■ Record set:
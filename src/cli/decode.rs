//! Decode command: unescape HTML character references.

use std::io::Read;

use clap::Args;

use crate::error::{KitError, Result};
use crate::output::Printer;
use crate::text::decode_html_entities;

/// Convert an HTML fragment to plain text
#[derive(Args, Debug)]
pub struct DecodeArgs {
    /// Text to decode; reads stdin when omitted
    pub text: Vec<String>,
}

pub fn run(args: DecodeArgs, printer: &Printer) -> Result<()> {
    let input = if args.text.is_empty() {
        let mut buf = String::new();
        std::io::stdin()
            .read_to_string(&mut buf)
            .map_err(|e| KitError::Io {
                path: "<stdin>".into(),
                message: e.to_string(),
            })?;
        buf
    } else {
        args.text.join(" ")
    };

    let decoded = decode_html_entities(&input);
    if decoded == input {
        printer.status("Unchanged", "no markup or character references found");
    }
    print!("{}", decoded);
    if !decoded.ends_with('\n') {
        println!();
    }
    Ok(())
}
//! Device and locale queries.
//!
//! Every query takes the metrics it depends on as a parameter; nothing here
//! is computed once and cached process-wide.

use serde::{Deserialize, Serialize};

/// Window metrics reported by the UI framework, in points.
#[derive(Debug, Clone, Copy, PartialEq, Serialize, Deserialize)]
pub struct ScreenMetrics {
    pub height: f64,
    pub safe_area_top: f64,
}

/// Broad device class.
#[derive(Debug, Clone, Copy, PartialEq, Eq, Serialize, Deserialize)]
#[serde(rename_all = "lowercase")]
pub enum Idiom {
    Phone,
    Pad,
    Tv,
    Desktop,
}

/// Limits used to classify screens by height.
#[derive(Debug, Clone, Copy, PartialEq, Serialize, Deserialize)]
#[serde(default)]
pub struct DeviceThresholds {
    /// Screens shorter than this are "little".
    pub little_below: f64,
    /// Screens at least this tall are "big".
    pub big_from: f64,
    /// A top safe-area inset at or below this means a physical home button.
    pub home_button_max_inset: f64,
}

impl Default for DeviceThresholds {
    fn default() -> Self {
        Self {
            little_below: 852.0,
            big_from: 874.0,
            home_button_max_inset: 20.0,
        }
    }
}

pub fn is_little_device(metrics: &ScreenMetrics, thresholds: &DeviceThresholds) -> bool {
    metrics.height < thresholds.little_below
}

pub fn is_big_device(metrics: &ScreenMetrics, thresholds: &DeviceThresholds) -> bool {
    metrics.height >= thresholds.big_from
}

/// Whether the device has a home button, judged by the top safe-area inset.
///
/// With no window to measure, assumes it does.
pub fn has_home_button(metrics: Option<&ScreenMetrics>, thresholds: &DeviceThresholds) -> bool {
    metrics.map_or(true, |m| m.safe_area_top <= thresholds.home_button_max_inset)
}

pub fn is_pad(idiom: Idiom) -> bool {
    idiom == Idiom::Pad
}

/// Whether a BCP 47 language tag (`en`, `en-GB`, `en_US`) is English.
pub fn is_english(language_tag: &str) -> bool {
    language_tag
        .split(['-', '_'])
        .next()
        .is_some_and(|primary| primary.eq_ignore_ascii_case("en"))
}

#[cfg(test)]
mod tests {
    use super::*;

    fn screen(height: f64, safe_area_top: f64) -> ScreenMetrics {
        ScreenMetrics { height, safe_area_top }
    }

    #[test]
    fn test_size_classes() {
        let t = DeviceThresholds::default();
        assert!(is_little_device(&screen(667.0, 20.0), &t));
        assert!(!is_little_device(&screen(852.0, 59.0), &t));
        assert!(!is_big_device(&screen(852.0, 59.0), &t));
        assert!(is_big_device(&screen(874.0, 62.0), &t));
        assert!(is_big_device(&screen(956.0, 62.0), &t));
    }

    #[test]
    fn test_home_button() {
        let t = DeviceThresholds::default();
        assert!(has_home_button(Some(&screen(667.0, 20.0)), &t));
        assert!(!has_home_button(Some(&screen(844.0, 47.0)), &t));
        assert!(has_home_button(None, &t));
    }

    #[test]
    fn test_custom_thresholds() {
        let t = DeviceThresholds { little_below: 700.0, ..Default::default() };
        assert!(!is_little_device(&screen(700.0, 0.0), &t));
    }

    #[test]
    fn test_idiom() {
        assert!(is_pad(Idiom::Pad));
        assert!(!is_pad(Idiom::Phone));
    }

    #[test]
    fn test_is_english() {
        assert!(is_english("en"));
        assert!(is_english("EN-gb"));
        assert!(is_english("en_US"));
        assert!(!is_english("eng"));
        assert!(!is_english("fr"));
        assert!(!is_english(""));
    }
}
---
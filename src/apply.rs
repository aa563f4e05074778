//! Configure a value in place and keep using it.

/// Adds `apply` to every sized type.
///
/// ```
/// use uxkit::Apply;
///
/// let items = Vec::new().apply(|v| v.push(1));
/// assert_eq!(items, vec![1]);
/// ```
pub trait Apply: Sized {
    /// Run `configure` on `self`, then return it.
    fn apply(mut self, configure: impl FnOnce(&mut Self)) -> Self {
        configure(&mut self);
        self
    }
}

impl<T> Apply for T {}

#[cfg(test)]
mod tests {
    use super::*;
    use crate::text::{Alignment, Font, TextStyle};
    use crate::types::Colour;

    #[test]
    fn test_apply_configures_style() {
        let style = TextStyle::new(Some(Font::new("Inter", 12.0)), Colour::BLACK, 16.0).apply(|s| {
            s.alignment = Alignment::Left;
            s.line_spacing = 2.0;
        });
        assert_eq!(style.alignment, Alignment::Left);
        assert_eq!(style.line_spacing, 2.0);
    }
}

■ Description of the task:
Every line in the records above that contains the word "derive" should be copied out.

■ Result:
#[derive(Args, Debug)]
#[derive(Debug, Clone, Copy, PartialEq, Serialize, Deserialize)]
#[derive(Debug, Clone, Copy, PartialEq, Eq, Serialize, Deserialize)]
#[derive(Debug, Clone, Copy, PartialEq, Serialize, Deserialize)]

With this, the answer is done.